= Task prompt =
In the entries that follow, find the word "encode" and report each line it is on.

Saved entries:
------------------------
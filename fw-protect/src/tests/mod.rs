// SPDX-FileCopyrightText: 2024 Foundation Devices, Inc. <hello@foundationdevices.com>
// SPDX-License-Identifier: GPL-3.0-or-later

use {
    self::input::{create_file, create_file_with_suffix, KEY, KEY_HEX},
    crate::{package::UpdatePackage, ExitCode},
};


fn path(file: &tempfile::NamedTempFile) -> &str {
    file.path().to_str().unwrap()
}

/// Protect a raw binary and read the package back.
#[test]
fn protect_binary() {
    let firmware = create_file(&input::firmware(300));
    let output = tempfile::NamedTempFile::new().unwrap();
    let result = test([
        "protect",
        "-i",
        path(&firmware),
        "-o",
        path(&output),
        "--firmware-version",
        "7",
        "-m",
        "release 7",
        "-k",
        KEY_HEX,
    ]);
    assert_eq!(result.exit_code, ExitCode(0));
    assert!(result.stdout.contains("300 bytes, version 7, 2 pages"));
    assert!(result.stderr.is_empty());

    let package = UpdatePackage::from_bytes(&std::fs::read(output.path()).unwrap()).unwrap();
    assert_eq!(package.metadata.version, 7);
    assert_eq!(package.metadata.size, 300);
    package.verify(&KEY).unwrap();
}

/// Intel HEX input is flattened before protection.
#[test]
fn protect_ihex() {
    let firmware = create_file_with_suffix(input::ihex_text(&input::firmware(40)).as_bytes(), ".hex");
    let output = tempfile::NamedTempFile::new().unwrap();
    let result = test([
        "protect",
        "-i",
        path(&firmware),
        "-o",
        path(&output),
        "--firmware-version",
        "1",
        "-k",
        KEY_HEX,
    ]);
    assert_eq!(result.exit_code, ExitCode(0));
    let package = UpdatePackage::from_bytes(&std::fs::read(output.path()).unwrap()).unwrap();
    assert_eq!(package.metadata.size, 40);
    assert_eq!(package.pages.len(), 1);
    assert_eq!(package.pages[0].frames.len(), 3);
}

/// The key can come from the config file.
#[test]
fn protect_key_from_config() {
    let firmware = create_file(b"firmware");
    let output = tempfile::NamedTempFile::new().unwrap();
    let config = create_file(format!("key = \"{KEY_HEX}\"\n").as_bytes());
    let result = test([
        "protect",
        "-i",
        path(&firmware),
        "-o",
        path(&output),
        "--firmware-version",
        "2",
        "-c",
        path(&config),
    ]);
    assert_eq!(result.exit_code, ExitCode(0));
    let package = UpdatePackage::from_bytes(&std::fs::read(output.path()).unwrap()).unwrap();
    package.verify(&KEY).unwrap();
}

#[test]
fn protect_key_in_config_and_cli() {
    let firmware = create_file(b"firmware");
    let config = create_file(format!("key = \"{KEY_HEX}\"\n").as_bytes());
    let result = test([
        "protect",
        "-i",
        path(&firmware),
        "-o",
        "out.pkg",
        "--firmware-version",
        "2",
        "-k",
        KEY_HEX,
        "-c",
        path(&config),
    ]);
    assert_eq!(result.exit_code, ExitCode(1));
    assert!(result.stderr.contains("key specified in both config and cli"));
}

#[test]
fn protect_without_key() {
    let firmware = create_file(b"firmware");
    let result = test([
        "protect",
        "-i",
        path(&firmware),
        "-o",
        "out.pkg",
        "--firmware-version",
        "2",
    ]);
    assert_eq!(result.exit_code, ExitCode(1));
    assert!(result.stderr.contains("device key must be specified"));
}

#[test]
fn protect_with_short_key() {
    let firmware = create_file(b"firmware");
    let result = test([
        "protect",
        "-i",
        path(&firmware),
        "-o",
        "out.pkg",
        "--firmware-version",
        "2",
        "-k",
        "0011",
    ]);
    assert_eq!(result.exit_code, ExitCode(1));
    assert!(result.stderr.contains("device key must be 16 bytes, got 2"));
}

#[test]
fn protect_with_invalid_key_hex() {
    let firmware = create_file(b"firmware");
    let result = test([
        "protect",
        "-i",
        path(&firmware),
        "-o",
        "out.pkg",
        "--firmware-version",
        "2",
        "-k",
        "not hex",
    ]);
    assert_eq!(result.exit_code, ExitCode(1));
    assert!(result.stderr.contains("invalid device key hex"));
}

#[test]
fn protect_missing_input() {
    let result = test([
        "protect",
        "-i",
        "/nonexistent/firmware.bin",
        "-o",
        "out.pkg",
        "--firmware-version",
        "2",
        "-k",
        KEY_HEX,
    ]);
    assert_eq!(result.exit_code, ExitCode(1));
    assert!(result.stderr.contains("failed to open input file"));
}

#[test]
fn protect_config_with_unknown_field() {
    let firmware = create_file(b"firmware");
    let config = create_file(b"secret = \"/root/key.pem\"\n");
    let result = test([
        "protect",
        "-i",
        path(&firmware),
        "-o",
        "out.pkg",
        "--firmware-version",
        "2",
        "-c",
        path(&config),
    ]);
    assert_eq!(result.exit_code, ExitCode(1));
    assert!(result.stderr.contains("config error"));
}

#[test]
fn version_must_fit_u16() {
    let firmware = create_file(b"firmware");
    let result = test([
        "protect",
        "-i",
        path(&firmware),
        "-o",
        "out.pkg",
        "--firmware-version",
        "70000",
        "-k",
        KEY_HEX,
    ]);
    assert_eq!(result.exit_code, ExitCode(1));
    assert!(result.stdout.is_empty());
    assert!(!result.stderr.is_empty());
}

/// Inspect prints the metadata and checks signatures when given the key.
#[test]
fn inspect_package() {
    let package = UpdatePackage::protect(&input::firmware(600), 12, "twelve", &KEY).unwrap();
    let file = create_file(&package.to_bytes().unwrap());

    let result = test(["inspect", "-i", path(&file)]);
    assert_eq!(result.exit_code, ExitCode(0));
    assert!(result.stdout.contains("12"));
    assert!(result.stdout.contains("600"));
    assert!(result.stdout.contains(&hex::encode(package.metadata.signature)));
    assert!(result.stdout.contains(&hex::encode(package.pages[2].signature)));
    assert!(!result.stdout.contains("signatures valid"));

    let result = test(["inspect", "-i", path(&file), "-k", KEY_HEX]);
    assert_eq!(result.exit_code, ExitCode(0));
    assert!(result.stdout.contains("signatures valid"));
}

#[test]
fn inspect_with_wrong_key() {
    let package = UpdatePackage::protect(b"firmware", 1, "", &KEY).unwrap();
    let file = create_file(&package.to_bytes().unwrap());
    let result = test([
        "inspect",
        "-i",
        path(&file),
        "-k",
        "ffffffffffffffffffffffffffffffff",
    ]);
    assert_eq!(result.exit_code, ExitCode(1));
    assert!(result.stderr.contains("metadata signature does not match the key"));
}

#[test]
fn inspect_garbage() {
    let file = create_file(b"\xff\xff\xff");
    let result = test(["inspect", "-i", path(&file)]);
    assert_eq!(result.exit_code, ExitCode(1));
    assert!(result.stderr.contains("invalid package"));
}

#[test]
fn update_without_port() {
    let file = create_file(b"");
    let result = test(["update", "--package", path(&file)]);
    assert_eq!(result.exit_code, ExitCode(1));
    assert!(result.stderr.contains("serial port must be specified"));
}

#[test]
fn readback_port_in_config_and_cli() {
    let config = create_file(b"port = \"/dev/ttyUSB0\"\nbaud = 9600\n");
    let result = test([
        "readback",
        "--password",
        "pw",
        "--start",
        "0x100",
        "--size",
        "16",
        "-o",
        "dump.bin",
        "-k",
        KEY_HEX,
        "-p",
        "/dev/ttyUSB1",
        "-c",
        path(&config),
    ]);
    assert_eq!(result.exit_code, ExitCode(1));
    assert!(result.stderr.contains("port specified in both config and cli"));
}

#[test]
fn readback_rejects_bad_number() {
    let result = test([
        "readback",
        "--password",
        "pw",
        "--start",
        "0xzz",
        "--size",
        "16",
        "-o",
        "dump.bin",
    ]);
    assert_eq!(result.exit_code, ExitCode(1));
    assert!(result.stderr.contains("invalid number"));
}

#[test]
fn enroll_rejects_long_password() {
    let long = "x".repeat(40);
    let result = test([
        "enroll",
        "--password",
        &long,
        "-k",
        KEY_HEX,
        "-p",
        "/dev/null",
    ]);
    assert_eq!(result.exit_code, ExitCode(1));
    assert!(result.stderr.contains("password is 40 bytes"));
}

fn test<const N: usize>(args: [&str; N]) -> Output {
    let mut stdout = Vec::new();
    let mut stderr = Vec::new();
    let exit_code = crate::main_args(
        std::iter::once("fw-protect").chain(args),
        &mut stdout,
        &mut stderr,
    );
    println!("* args: {:?}", args);
    println!("* exit_code: {:?}", exit_code);
    println!("* stdout:\n{}", String::from_utf8_lossy(&stdout));
    println!("* stderr:\n{}", String::from_utf8_lossy(&stderr));
    Output {
        exit_code,
        stdout: String::from_utf8(stdout).unwrap(),
        stderr: String::from_utf8(stderr).unwrap(),
    }
}

#[derive(Debug)]
struct Output {
    exit_code: ExitCode,
    stdout: String,
    stderr: String,
}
------------------------
= Response area =
    assert!(result.stdout.contains(&hex::encode(package.metadata.signature)));
    assert!(result.stdout.contains(&hex::encode(package.pages[2].signature)));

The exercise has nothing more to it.